• Problem details
Each of the records must appear again, exactly as it was written.

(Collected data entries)
------------

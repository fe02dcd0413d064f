// Copyright (c) 2024-present, fjall-rs
// This source code is licensed under both the Apache 2.0 and MIT License
// (found in the LICENSE-* files in the repository)

use crate::{file::RUNS_FOLDER, path::absolute_path, Tree};
use std::path::{Path, PathBuf};

const DEFAULT_FILE_FOLDER: &str = ".tierkv.data";

/// Tree configuration
#[derive(Clone, Debug)]
pub struct Config {
    /// Folder path
    ///
    /// Defaults to `./.tierkv.data`
    pub(crate) path: PathBuf,

    /// Maximum amount of keys in a single buffer run
    ///
    /// Defaults to 800
    pub(crate) buffer_run_capacity: usize,

    /// Amount of runs in the buffer
    ///
    /// Defaults to 20
    pub(crate) buffer_run_count: usize,

    /// Fraction of runs that are merged into the next tier once a tier is exhausted
    ///
    /// Defaults to 1.0
    pub(crate) merge_fraction: f64,

    /// Amount of entries per fence pointer page
    ///
    /// Defaults to 512
    pub(crate) page_size: usize,

    /// Amount of run slots of every disk level
    ///
    /// Defaults to 20
    pub(crate) disk_runs_per_level: usize,

    /// False positive rate of the disk run bloom filters, `None` disables them
    ///
    /// Defaults to 1%
    pub(crate) bloom_fp_rate: Option<f64>,
}

impl Default for Config {
    fn default() -> Self {
        Self {
            path: absolute_path(Path::new(DEFAULT_FILE_FOLDER)),
            buffer_run_capacity: 800,
            buffer_run_count: 20,
            merge_fraction: 1.0,
            page_size: 512,
            disk_runs_per_level: 20,
            bloom_fp_rate: Some(0.01),
        }
    }
}

/// `ceil(fraction * runs)`, but at least 1
#[allow(
    clippy::cast_possible_truncation,
    clippy::cast_precision_loss,
    clippy::cast_sign_loss
)]
fn fraction_of(runs: usize, fraction: f64) -> usize {
    ((fraction * runs as f64).ceil() as usize).clamp(1, runs)
}

impl Config {
    /// Initializes a new config
    pub fn new<P: AsRef<Path>>(path: P) -> Self {
        Self {
            path: absolute_path(path.as_ref()),
            ..Default::default()
        }
    }

    /// Sets the maximum amount of keys per buffer run.
    ///
    /// Defaults to 800.
    ///
    /// # Panics
    ///
    /// Panics if `n` is 0.
    #[must_use]
    pub fn buffer_run_capacity(mut self, n: usize) -> Self {
        assert!(n > 0, "buffer run capacity should be > 0");

        self.buffer_run_capacity = n;
        self
    }

    /// Sets the amount of runs of the in-memory buffer.
    ///
    /// Defaults to 20.
    ///
    /// # Panics
    ///
    /// Panics if `n` is 0.
    #[must_use]
    pub fn buffer_run_count(mut self, n: usize) -> Self {
        assert!(n > 0, "buffer run count should be > 0");

        self.buffer_run_count = n;
        self
    }

    /// Sets the fraction of runs that is merged down once a tier is exhausted.
    ///
    /// With a fraction of 1.0, every run of a full tier is merged at once.
    ///
    /// Defaults to 1.0.
    ///
    /// # Panics
    ///
    /// Panics if the fraction is not in (0, 1].
    #[must_use]
    pub fn merge_fraction(mut self, fraction: f64) -> Self {
        assert!(
            fraction > 0.0 && fraction <= 1.0,
            "merge fraction should be in (0, 1]"
        );

        self.merge_fraction = fraction;
        self
    }

    /// Sets the amount of entries covered by one fence pointer.
    ///
    /// Defaults to 512.
    ///
    /// # Panics
    ///
    /// Panics if `n` is 0.
    #[must_use]
    pub fn page_size(mut self, n: usize) -> Self {
        assert!(n > 0, "page size should be > 0");

        self.page_size = n;
        self
    }

    /// Sets the amount of runs per disk level.
    ///
    /// Defaults to 20.
    ///
    /// # Panics
    ///
    /// Panics if `n` is 0.
    #[must_use]
    pub fn disk_runs_per_level(mut self, n: usize) -> Self {
        assert!(n > 0, "disk runs per level should be > 0");

        self.disk_runs_per_level = n;
        self
    }

    /// Sets the false positive rate of the per-run bloom filters.
    ///
    /// `None` disables bloom filters, so every point read of a run
    /// that covers the key performs a search.
    ///
    /// Defaults to 1%.
    ///
    /// # Panics
    ///
    /// Panics if the rate is not in (0, 1).
    #[must_use]
    pub fn bloom_fp_rate(mut self, rate: Option<f64>) -> Self {
        if let Some(rate) = rate {
            assert!(rate > 0.0 && rate < 1.0, "bloom fp rate should be in (0, 1)");
        }

        self.bloom_fp_rate = rate;
        self
    }

    /// Amount of buffer runs evicted into level 1 at once
    pub(crate) fn merge_count(&self) -> usize {
        fraction_of(self.buffer_run_count, self.merge_fraction)
    }

    /// Amount of disk runs merged into the next level at once
    pub(crate) fn level_merge_count(&self) -> usize {
        fraction_of(self.disk_runs_per_level, self.merge_fraction)
    }

    /// Returns the folder of the run files.
    #[must_use]
    pub fn runs_folder(&self) -> PathBuf {
        self.path.join(RUNS_FOLDER)
    }

    /// Opens a tree using the config.
    ///
    /// # Errors
    ///
    /// Will return `Err` if an IO error occurs.
    pub fn open(self) -> crate::Result<Tree> {
        Tree::open(self)
    }
}

#[cfg(test)]
mod tests {
    use super::*;
    use test_log::test;

    #[test]
    fn config_defaults() {
        let config = Config::new("/tmp/tree");

        assert_eq!(800, config.buffer_run_capacity);
        assert_eq!(20, config.buffer_run_count);
        assert_eq!(20, config.merge_count());
        assert_eq!(20, config.level_merge_count());
        assert_eq!(Path::new("/tmp/tree/runs"), config.runs_folder());
    }

    #[test]
    fn config_merge_counts_round_up() {
        let config = Config::new("/tmp/tree")
            .buffer_run_count(3)
            .disk_runs_per_level(7)
            .merge_fraction(0.5);

        assert_eq!(2, config.merge_count());
        assert_eq!(4, config.level_merge_count());

        let config = Config::new("/tmp/tree")
            .buffer_run_count(20)
            .merge_fraction(0.001);

        assert_eq!(1, config.merge_count());
    }

    #[test]
    #[should_panic(expected = "merge fraction")]
    fn config_rejects_zero_fraction() {
        let _ = Config::new("/tmp/tree").merge_fraction(0.0);
    }

    #[test]
    #[should_panic(expected = "merge fraction")]
    fn config_rejects_large_fraction() {
        let _ = Config::new("/tmp/tree").merge_fraction(1.5);
    }
}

------------

• Solved problem
repository fe02dcd0413d064f
// Copyright (c) 2024-present, fjall-rs
// This source code is licensed under both the Apache 2.0 and MIT License
// (found in the LICENSE-* files in the repository)

use crate::{file::RUNS_FOLDER, path::absolute_path, Tree};
use std::path::{Path, PathBuf};

const DEFAULT_FILE_FOLDER: &str = ".tierkv.data";

/// Tree configuration
#[derive(Clone, Debug)]
pub struct Config {
    /// Folder path
    ///
    /// Defaults to `./.tierkv.data`
    pub(crate) path: PathBuf,

    /// Maximum amount of keys in a single buffer run
    ///
    /// Defaults to 800
    pub(crate) buffer_run_capacity: usize,

    /// Amount of runs in the buffer
    ///
    /// Defaults to 20
    pub(crate) buffer_run_count: usize,

    /// Fraction of runs that are merged into the next tier once a tier is exhausted
    ///
    /// Defaults to 1.0
    pub(crate) merge_fraction: f64,

    /// Amount of entries per fence pointer page
    ///
    /// Defaults to 512
    pub(crate) page_size: usize,

    /// Amount of run slots of every disk level
    ///
    /// Defaults to 20
    pub(crate) disk_runs_per_level: usize,

    /// False positive rate of the disk run bloom filters, `None` disables them
    ///
    /// Defaults to 1%
    pub(crate) bloom_fp_rate: Option<f64>,
}

impl Default for Config {
    fn default() -> Self {
        Self {
            path: absolute_path(Path::new(DEFAULT_FILE_FOLDER)),
            buffer_run_capacity: 800,
            buffer_run_count: 20,
            merge_fraction: 1.0,
            page_size: 512,
            disk_runs_per_level: 20,
            bloom_fp_rate: Some(0.01),
        }
    }
}

/// `ceil(fraction * runs)`, but at least 1
#[allow(
    clippy::cast_possible_truncation,
    clippy::cast_precision_loss,
    clippy::cast_sign_loss
)]
fn fraction_of(runs: usize, fraction: f64) -> usize {
    ((fraction * runs as f64).ceil() as usize).clamp(1, runs)
}

impl Config {
    /// Initializes a new config
    pub fn new<P: AsRef<Path>>(path: P) -> Self {
        Self {
            path: absolute_path(path.as_ref()),
            ..Default::default()
        }
    }

    /// Sets the maximum amount of keys per buffer run.
    ///
    /// Defaults to 800.
    ///
    /// # Panics
    ///
    /// Panics if `n` is 0.
    #[must_use]
    pub fn buffer_run_capacity(mut self, n: usize) -> Self {
        assert!(n > 0, "buffer run capacity should be > 0");

        self.buffer_run_capacity = n;
        self
    }

    /// Sets the amount of runs of the in-memory buffer.
    ///
    /// Defaults to 20.
    ///
    /// # Panics
    ///
    /// Panics if `n` is 0.
    #[must_use]
    pub fn buffer_run_count(mut self, n: usize) -> Self {
        assert!(n > 0, "buffer run count should be > 0");

        self.buffer_run_count = n;
        self
    }

    /// Sets the fraction of runs that is merged down once a tier is exhausted.
    ///
    /// With a fraction of 1.0, every run of a full tier is merged at once.
    ///
    /// Defaults to 1.0.
    ///
    /// # Panics
    ///
    /// Panics if the fraction is not in (0, 1].
    #[must_use]
    pub fn merge_fraction(mut self, fraction: f64) -> Self {
        assert!(
            fraction > 0.0 && fraction <= 1.0,
            "merge fraction should be in (0, 1]"
        );

        self.merge_fraction = fraction;
        self
    }

    /// Sets the amount of entries covered by one fence pointer.
    ///
    /// Defaults to 512.
    ///
    /// # Panics
    ///
    /// Panics if `n` is 0.
    #[must_use]
    pub fn page_size(mut self, n: usize) -> Self {
        assert!(n > 0, "page size should be > 0");

        self.page_size = n;
        self
    }

    /// Sets the amount of runs per disk level.
    ///
    /// Defaults to 20.
    ///
    /// # Panics
    ///
    /// Panics if `n` is 0.
    #[must_use]
    pub fn disk_runs_per_level(mut self, n: usize) -> Self {
        assert!(n > 0, "disk runs per level should be > 0");

        self.disk_runs_per_level = n;
        self
    }

    /// Sets the false positive rate of the per-run bloom filters.
    ///
    /// `None` disables bloom filters, so every point read of a run
    /// that covers the key performs a search.
    ///
    /// Defaults to 1%.
    ///
    /// # Panics
    ///
    /// Panics if the rate is not in (0, 1).
    #[must_use]
    pub fn bloom_fp_rate(mut self, rate: Option<f64>) -> Self {
        if let Some(rate) = rate {
            assert!(rate > 0.0 && rate < 1.0, "bloom fp rate should be in (0, 1)");
        }

        self.bloom_fp_rate = rate;
        self
    }

    /// Amount of buffer runs evicted into level 1 at once
    pub(crate) fn merge_count(&self) -> usize {
        fraction_of(self.buffer_run_count, self.merge_fraction)
    }

    /// Amount of disk runs merged into the next level at once
    pub(crate) fn level_merge_count(&self) -> usize {
        fraction_of(self.disk_runs_per_level, self.merge_fraction)
    }

    /// Returns the folder of the run files.
    #[must_use]
    pub fn runs_folder(&self) -> PathBuf {
        self.path.join(RUNS_FOLDER)
    }

    /// Opens a tree using the config.
    ///
    /// # Errors
    ///
    /// Will return `Err` if an IO error occurs.
    pub fn open(self) -> crate::Result<Tree> {
        Tree::open(self)
    }
}

#[cfg(test)]
mod tests {
    use super::*;
    use test_log::test;

    #[test]
    fn config_defaults() {
        let config = Config::new("/tmp/tree");

        assert_eq!(800, config.buffer_run_capacity);
        assert_eq!(20, config.buffer_run_count);
        assert_eq!(20, config.merge_count());
        assert_eq!(20, config.level_merge_count());
        assert_eq!(Path::new("/tmp/tree/runs"), config.runs_folder());
    }

    #[test]
    fn config_merge_counts_round_up() {
        let config = Config::new("/tmp/tree")
            .buffer_run_count(3)
            .disk_runs_per_level(7)
            .merge_fraction(0.5);

        assert_eq!(2, config.merge_count());
        assert_eq!(4, config.level_merge_count());

        let config = Config::new("/tmp/tree")
            .buffer_run_count(20)
            .merge_fraction(0.001);

        assert_eq!(1, config.merge_count());
    }

    #[test]
    #[should_panic(expected = "merge fraction")]
    fn config_rejects_zero_fraction() {
        let _ = Config::new("/tmp/tree").merge_fraction(0.0);
    }

    #[test]
    #[should_panic(expected = "merge fraction")]
    fn config_rejects_large_fraction() {
        let _ = Config::new("/tmp/tree").merge_fraction(1.5);
    }
}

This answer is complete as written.